Typical use case for Nginxmgr is in a large environment, with a large number of upstream pools and servers. Of course, that’s not a requirement. You could also use it on a pool of just a few servers.

Checks/Handlers

Out of the box, Nginxmgr comes with one check named url_ping. It’s job is to check the status of an upstream member every ‘n’ seconds and if it fails, call the appropriate handler. The handler will then remove the server from the upstream pool and reload Nginx. The url_ping check is also configurable, allowing checks on a port other than 80 and also status codes other than 200 (in case you want to get a 404 or something back).

Checks and handlers are Python modules and functions that allow for flexibility and ease of development were new checks/handlers needed.

Interoperability With Nginx

Currently Nginxmgr runs along side Nginx as a separate daemon, however it will not attempt to start if Nginx is not running. It also does a check in the main loop before the health checks are executed to determine if Nginx was shut down or died since the last check. When that check happensm, if Nginx isn’t running, Nginxmgr will shut itself down.

Installing Nginxmgr

First, you need to get the package. You can find links to the code below in the section titled “Get The Code”. Once you have the source tarball, you should extract it, then cd into the newly created nginxmgr directory. Once there you will then run: python setup.py install. This should install all the library code and the command line script. If you’re cloning the code (hg clone), all you will need to do is run the setup script as above in the root directory of your newly acquired repository.

Configuring Nginxmgr

There are two different configuration files for Nginxmgr. One is for the core code, and one is for the url_ping check command. You should only need to mess with the core config.

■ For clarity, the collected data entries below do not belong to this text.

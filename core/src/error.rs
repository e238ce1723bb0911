use std::io;
use std::time::Duration;

use thiserror::Error;
use tokio::task::JoinError;

use crate::template::TemplateError;

pub type Result<T> = std::result::Result<T, ToolErr>;

/// Failure of a spawned child process.
#[derive(Error, Debug)]
pub enum ExecErr {
    /// The child could not be started at all.
    #[error("failed to spawn `{program}`: {source}")]
    Spawn {
        program: String,
        #[source]
        source: io::Error,
    },

    /// The child ran and exited unsuccessfully.
    #[error("command exited with status {exit_code}: {detail}")]
    Exit { exit_code: i32, detail: String },

    /// The child was terminated by a signal.
    #[error("command was killed by signal {0}")]
    Signal(i32),
}

#[derive(Error, Debug)]
pub enum ToolErr {
    /// Bad or missing runner options, unknown runner type.
    #[error("invalid runner configuration: {0}")]
    Config(String),

    /// The selected runner cannot work on this host.
    #[error("runner requirements not met: {0}")]
    UnmetRequirement(String),

    /// A constraint expression failed to compile, or a parameter declares an
    /// unsupported type.
    #[error("failed to compile constraint `{expression}`: {message}")]
    Compile { expression: String, message: String },

    /// A constraint could not be evaluated to a boolean.
    #[error("failed to evaluate constraint `{expression}`: {message}")]
    Eval { expression: String, message: String },

    /// Every constraint was evaluated and at least one returned false.
    #[error("command blocked by constraints: {}", .0.join("; "))]
    PolicyRejection(Vec<String>),

    #[error("template error: {0}")]
    Render(#[from] TemplateError),

    #[error(transparent)]
    Execution(#[from] ExecErr),

    /// The caller's cancellation token fired.
    #[error("command was cancelled")]
    Cancelled,

    #[error("command timed out after {}s", .0.as_secs_f64())]
    Timeout(Duration),

    #[error("invalid tool configuration: {0}")]
    InvalidTool(String),

    #[error("unknown tool: {0}")]
    UnknownTool(String),

    #[error("missing required argument: {0}")]
    MissingArgument(String),

    #[error("invalid arguments: {0}")]
    InvalidArguments(String),

    // -----------------------------------------------------------------
    // Automatic conversions for common external error types
    // -----------------------------------------------------------------
    #[error(transparent)]
    Io(#[from] io::Error),

    #[error(transparent)]
    Json(#[from] serde_json::Error),

    #[error(transparent)]
    Toml(#[from] toml::de::Error),

    #[error(transparent)]
    TokioJoin(#[from] JoinError),
}

impl ToolErr {
    /// Errors raised while activating a tool, as opposed to during a call.
    pub fn is_activation_error(&self) -> bool {
        matches!(
            self,
            ToolErr::Config(_)
                | ToolErr::UnmetRequirement(_)
                | ToolErr::Compile { .. }
                | ToolErr::InvalidTool(_)
        )
    }
}

/// Text suitable for handing back to the calling agent.
pub fn get_error_message_ui(e: &ToolErr) -> String {
    match e {
        ToolErr::Execution(ExecErr::Exit { detail, .. }) => detail.to_string(),
        ToolErr::PolicyRejection(failed) => {
            let mut msg = String::from("command blocked by constraints:");
            for failure in failed {
                msg.push_str("\n- ");
                msg.push_str(failure);
            }
            msg
        }
        ToolErr::Timeout(_) => "error: command timed out".to_string(),
        _ => e.to_string(),
    }
}

#[cfg(test)]
mod tests {
    use super::*;
    use pretty_assertions::assert_eq;

    #[test]
    fn exit_failure_prefers_detail() {
        let err = ToolErr::Execution(ExecErr::Exit {
            exit_code: 2,
            detail: "ls: cannot access 'nope'".to_string(),
        });
        assert_eq!(get_error_message_ui(&err), "ls: cannot access 'nope'");
    }

    #[test]
    fn policy_rejection_lists_every_failure() {
        let err = ToolErr::PolicyRejection(vec!["a failed".to_string(), "b failed".to_string()]);
        assert_eq!(
            get_error_message_ui(&err),
            "command blocked by constraints:\n- a failed\n- b failed"
        );
    }

    #[test]
    fn activation_errors_are_classified() {
        assert!(ToolErr::Config("image is required".to_string()).is_activation_error());
        assert!(!ToolErr::Cancelled.is_activation_error());
    }
}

Below are example configs with comments explaining what is going on:

/etc/nginxmgr/nginxmgr.cfg:

[core]
# Should I run in  the background?
daemon           = True
# Should I enable debug level logging?
debug            = True
# Path to handler scripts
handler_path     = '/etc/nginxmgr/handlers/'
# Path to check scripts
checks_path      = '/etc/nginxmgr/checks/'
# Health check config definitions
healthcheck_defs = '/etc/nginxmgr/health_check_defs.cfg'
# How do you want the log to look?
log_format       = '%(asctime)s %(levelname)s %(threadName)s %(filename)s LINE %(lineno)s: %(message)s'
# Where should I log to?
log_file         = '/var/log/nginxmgr.log'
# Where should I deposit my pid?
pid_file         = '/var/run/nginxmgr.pid'
# Location of nginx base config
ngx_base_config  = '/etc/nginx/nginx.conf'
# Location of nginx binary
ngx_bin          = '/usr/sbin/nginx'
# Location of nginx upstreams config
ngx_config       = '/etc/nginx/conf.d/upstreams.conf'
# Location of nginx pid file
ngx_pid_file     = '/var/run/nginx.pid'
# Interface for XML-RPC to listen on
xml_rpc_ip       = "0.0.0.0"
# Port for XML-RPC to bind to
xml_rpc_port     = 9000

    [healthcheck]
    # Enable health checks?
    enabled = True

        [[checks]]
        # Inidividual checks

            [[[url_ping_test_upstreams]]]
            # Type maps to a python module in etc/checks
            type     = url_ping
            # Upstream maps to an upstream pool in nginx upstream.conf
            upstream = test-upstreams 
            # Handler maps to a python module:function in etc/handlers
            handler  = url_ping_handler:badupstream
                # Custom stuff to define for custom checks (defined by check module)
                [[[[extras]]]]
                # port — If port is defined, any existing port in the upstream
                # will be stripped and replaced.
                # port     = 2000
                url      = "http://%s/"
                status   = 200
            [[[url_ping_test_upstreams-two]]]
            # Type maps to a python module in etc/checks
            type     = url_ping
            # Upstream maps to an upstream pool in nginx upstream.conf
            upstream = test-upstreams-two
            # Handler maps to a python module:function in etc/handlers
            handler  = url_ping_handler:badupstream
                # Custom stuff to define for custom checks (defined by check module)
                [[[[extras]]]]
                # port — If port is defined, any existing port in the upstream
                # will be stripped and replaced.
                # port     = 2000
                url      = "http://%s/setup"
                status   = 404

/etc/nginxmgr/health_check_defs.cfg:

[url_ping]
# Check a url ever little while to make sure it's up
# Corresponds to ./checks/check_name.py:function_name
check=url_ping:ping
# Timeout (in seconds)
schedule=2

Running, Stopping and Reloading Nginxmgr

To start Nginxmgr, you would run this:

nginxmgr -c /etc/nginxmgr/nginxmgr/cfg

It will then fork off into the background and write a pid file to wherever you specify in the config (default is /var/run/nginxmgr.pid).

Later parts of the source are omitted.